Downstreaming that is only strong at one point will be fragile. What is needed is continuity from upstream to downstream. This is where campuses should be present as connectors of knowledge across stages, not just suppliers of labour.
LEARNING FROM THE FIELD
IPB University’s long experience shows that downstreaming cannot stop at technological innovation alone. It requires connectors, in the form of actors who understand the language of science as well as the language of farmers, the language of the laboratory as well as the language of the market, the language of innovation as well as the language of institutions.
The one village one CEO (OVOC) programme is an example of how campuses can directly enter village economic ecosystems. Students do not just learn, but assist local commodity-based businesses, by improving processing, applying campus innovations, building packaging, opening market access, and designing more sustainable business models.

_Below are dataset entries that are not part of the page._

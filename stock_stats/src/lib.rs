//! Descriptive statistics over ordered price series.
//!
//! Pure functions that turn a [`market_data::PriceSeries`] into derived
//! metrics: dispersion of the close column, rolling annualized volatility,
//! per-year annualized returns, and two-series comparison (normalized
//! percent returns + Pearson correlation).
//!
//! Edge-case policy, uniform across the crate:
//! - Empty input where a defined inert result exists (dispersion, annual
//!   table) yields that result, never an error.
//! - Data shorter than a required window (volatility window, 30-bar year
//!   minimum) is omitted from the output, never an error.
//! - Data-availability failures the caller must see (no overlapping
//!   timestamps in a comparison) are typed errors, never silent NaNs.

pub mod annual;
pub mod compare;
pub mod dispersion;
pub mod errors;
pub mod volatility;

pub use annual::{AnnualReturnTable, annual_returns};
pub use compare::{Comparison, ReturnTrack, compare};
pub use dispersion::{Dispersion, dispersion};
pub use errors::StatsError;
pub use volatility::{VolatilityPoint, VolatilitySeries, rolling_volatility};
//! Two-series comparison on an aligned timestamp axis.
//!
//! Alignment is an inner join on bar timestamps; bars present in only one
//! series are dropped before any arithmetic. Each side is then normalized
//! against its first aligned close, so both percent tracks start at
//! exactly 0% regardless of price level.

use chrono::{DateTime, Utc};
use market_data::PriceSeries;

use crate::errors::StatsError;

/// One symbol's normalized percent-return path over the aligned axis.
#[derive(Debug, Clone, PartialEq)]
pub struct ReturnTrack {
    label: String,
    percent: Vec<f64>,
    final_return: f64,
}

impl ReturnTrack {
    pub fn label(&self) -> &str {
        &self.label
    }

    /// Percent return relative to the first aligned close, one value per
    /// aligned timestamp. The first entry is always exactly `0.0`.
    pub fn percent(&self) -> &[f64] {
        &self.percent
    }

    /// The last entry of [`percent`](Self::percent), the cumulative return
    /// over the aligned range.
    pub fn final_return(&self) -> f64 {
        self.final_return
    }
}

/// The result of comparing two series over their shared timestamps.
#[derive(Debug, Clone, PartialEq)]
pub struct Comparison {
    timestamps: Vec<DateTime<Utc>>,
    left: ReturnTrack,
    right: ReturnTrack,
    correlation: Option<f64>,
}

impl Comparison {
    /// The aligned timestamp axis, ascending. Never empty.
    pub fn timestamps(&self) -> &[DateTime<Utc>] {
        &self.timestamps
    }

    pub fn left(&self) -> &ReturnTrack {
        &self.left
    }

    pub fn right(&self) -> &ReturnTrack {
        &self.right
    }

    /// Pearson correlation of the raw aligned closes. `None` when either
    /// side has zero variance, where the coefficient is undefined.
    pub fn correlation(&self) -> Option<f64> {
        self.correlation
    }
}

/// Compares two series over their overlapping timestamps.
///
/// Fails with [`StatsError::NoOverlap`] when the inner join is empty;
/// every statistic below would be undefined on zero rows.
pub fn compare(left: &PriceSeries, right: &PriceSeries) -> Result<Comparison, StatsError> {
    let (timestamps, left_closes, right_closes) = align(left, right);
    if timestamps.is_empty() {
        return Err(StatsError::NoOverlap {
            left: left.symbol().to_string(),
            right: right.symbol().to_string(),
        });
    }

    let correlation = pearson(&left_closes, &right_closes);
    Ok(Comparison {
        timestamps,
        left: percent_track(left.symbol(), &left_closes),
        right: percent_track(right.symbol(), &right_closes),
        correlation,
    })
}

/// Inner join of two sorted series on bar timestamp.
fn align(
    left: &PriceSeries,
    right: &PriceSeries,
) -> (Vec<DateTime<Utc>>, Vec<f64>, Vec<f64>) {
    let left_bars = left.bars();
    let right_bars = right.bars();
    let mut timestamps = Vec::new();
    let mut left_closes = Vec::new();
    let mut right_closes = Vec::new();

    let (mut i, mut j) = (0, 0);
    while i < left_bars.len() && j < right_bars.len() {
        let (a, b) = (&left_bars[i], &right_bars[j]);
        match a.timestamp.cmp(&b.timestamp) {
            std::cmp::Ordering::Less => i += 1,
            std::cmp::Ordering::Greater => j += 1,
            std::cmp::Ordering::Equal => {
                timestamps.push(a.timestamp);
                left_closes.push(a.close);
                right_closes.push(b.close);
                i += 1;
                j += 1;
            }
        }
    }

    (timestamps, left_closes, right_closes)
}

/// Normalizes closes against their first value and expresses each as a
/// percent return. Caller guarantees `closes` is non-empty.
fn percent_track(label: &str, closes: &[f64]) -> ReturnTrack {
    let first = closes[0];
    let percent: Vec<f64> = closes
        .iter()
        .map(|close| (close / first - 1.0) * 100.0)
        .collect();
    let final_return = *percent.last().unwrap_or(&0.0);
    ReturnTrack {
        label: label.to_string(),
        percent,
        final_return,
    }
}

/// Pearson correlation coefficient, `None` when either side is constant.
fn pearson(xs: &[f64], ys: &[f64]) -> Option<f64> {
    let n = xs.len() as f64;
    let mean_x = xs.iter().sum::<f64>() / n;
    let mean_y = ys.iter().sum::<f64>() / n;

    let mut cov = 0.0;
    let mut var_x = 0.0;
    let mut var_y = 0.0;
    for (x, y) in xs.iter().zip(ys) {
        let dx = x - mean_x;
        let dy = y - mean_y;
        cov += dx * dy;
        var_x += dx * dx;
        var_y += dy * dy;
    }

    if var_x == 0.0 || var_y == 0.0 {
        return None;
    }
    Some(cov / (var_x.sqrt() * var_y.sqrt()))
}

The results include Cikajang coffee penetrating export markets, Calina papaya entering modern retail networks, and areca nut commodities from various regions reaching international markets. This is not solely technological success, but also success in building an ecosystem from upstream to downstream.
That role is strengthened through science and technology parks (STP), which bridge research with commercialisation. However, experience shows that physical infrastructure is not the main factor. The real key is institutional capacity in managing the entire innovation flow.
The existence of STPs should not stop as symbols in some major campuses. Instead, they should become locomotives that pull other higher education carriages through collaboration, research consortia, and living lab development.
Vietnam provides an important lesson. Instead of centralising innovation in a handful of campuses, they distribute it through regional university networks based on flagship commodities. The result is a faster and more even transformation from raw materials to value-added products.
PLACING CAMPUSES AT THE CENTRE
Indonesia has greater capital. However, that potential has not been fully integrated into the downstreaming ecosystem. The challenge ahead is to ensure access to downstreaming programmes is not only enjoyed by established campuses. If administrative barriers are too high, only those who were strong from the start will develop.
Downstreaming will succeed if its chain is intact, from seeds in the fields, technology in laboratories, to products in global markets. Higher education has a unique position to stitch together the entire chain.
Campuses become producers of knowledge, connectors of interests, and drivers of innovation.
The question is no longer whether campuses need to be involved, but how much space is given so that campuses can play a full role. If Indonesia is serious about making downstreaming a sovereignty strategy, higher education must be placed at its heart, not on the sidelines. It is at that point that added value is not only created, but also rooted and sustainable.